Required work
Among the entries below, find the lines that hold the word "update" and report them.

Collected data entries

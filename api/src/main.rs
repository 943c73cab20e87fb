use std::sync::Arc;

use clap::Parser;
use pantrychef_api::{
    application::{
        http::server::http_server::{router, state},
        logging::init_logger,
    },
    args::Args,
};
use tokio::net::TcpListener;
use tracing::info;

#[tokio::main]
async fn main() -> Result<(), anyhow::Error> {
    dotenv::dotenv().ok();

    let args = Arc::new(Args::parse());
    init_logger(&args.log);

    let app_state = state(args.clone()).await?;
    let router = router(app_state)?;

    let addr = format!("{}:{}", args.server.host, args.server.port);
    let listener = TcpListener::bind(&addr).await?;
    info!("PantryChef API listening on {}", addr);

    axum::serve(listener, router).await?;

    Ok(())
}
use std::future::Future;

use uuid::Uuid;

use crate::domain::{
    common::entities::app_errors::CoreError,
    gateway::value_objects::ImageUpload,
    session::{entities::Session, value_objects::SessionSnapshot},
};

/// Registry of live sessions.
///
/// `update` runs the closure while holding exclusive access to the session,
/// which is what makes a check-then-transition atomic.
pub trait SessionRepository: Send + Sync {
    fn create(&self, session: Session) -> Result<Session, CoreError>;

    fn get_by_id(&self, session_id: Uuid) -> Result<Option<Session>, CoreError>;

    fn update<T, F>(&self, session_id: Uuid, f: F) -> Result<T, CoreError>
    where
        F: FnOnce(&mut Session) -> T;

    fn delete(&self, session_id: Uuid) -> Result<(), CoreError>;
}

/// Service trait driving the detect → review → generate flow
pub trait SessionService: Send + Sync {
    fn create_session(&self) -> impl Future<Output = Result<SessionSnapshot, CoreError>> + Send;

    fn get_session(
        &self,
        session_id: Uuid,
    ) -> impl Future<Output = Result<SessionSnapshot, CoreError>> + Send;

    /// Runs a full detection cycle. A failed detection is reported through
    /// the returned snapshot, not as an `Err`.
    fn select_photo(
        &self,
        session_id: Uuid,
        image: ImageUpload,
    ) -> impl Future<Output = Result<SessionSnapshot, CoreError>> + Send;

    fn toggle_ingredient(
        &self,
        session_id: Uuid,
        ingredient_id: String,
    ) -> impl Future<Output = Result<SessionSnapshot, CoreError>> + Send;

    fn set_manual_entry(
        &self,
        session_id: Uuid,
        text: String,
    ) -> impl Future<Output = Result<SessionSnapshot, CoreError>> + Send;

    /// Runs a full generation cycle from the confirmed ingredients.
    fn confirm_ingredients(
        &self,
        session_id: Uuid,
    ) -> impl Future<Output = Result<SessionSnapshot, CoreError>> + Send;

    fn go_back(
        &self,
        session_id: Uuid,
    ) -> impl Future<Output = Result<SessionSnapshot, CoreError>> + Send;

    fn reset_session(
        &self,
        session_id: Uuid,
    ) -> impl Future<Output = Result<SessionSnapshot, CoreError>> + Send;

    fn delete_session(&self, session_id: Uuid) -> impl Future<Output = Result<(), CoreError>> + Send;
}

Worked solution
/// `update` runs the closure while holding exclusive access to the session,
    fn update<T, F>(&self, session_id: Uuid, f: F) -> Result<T, CoreError>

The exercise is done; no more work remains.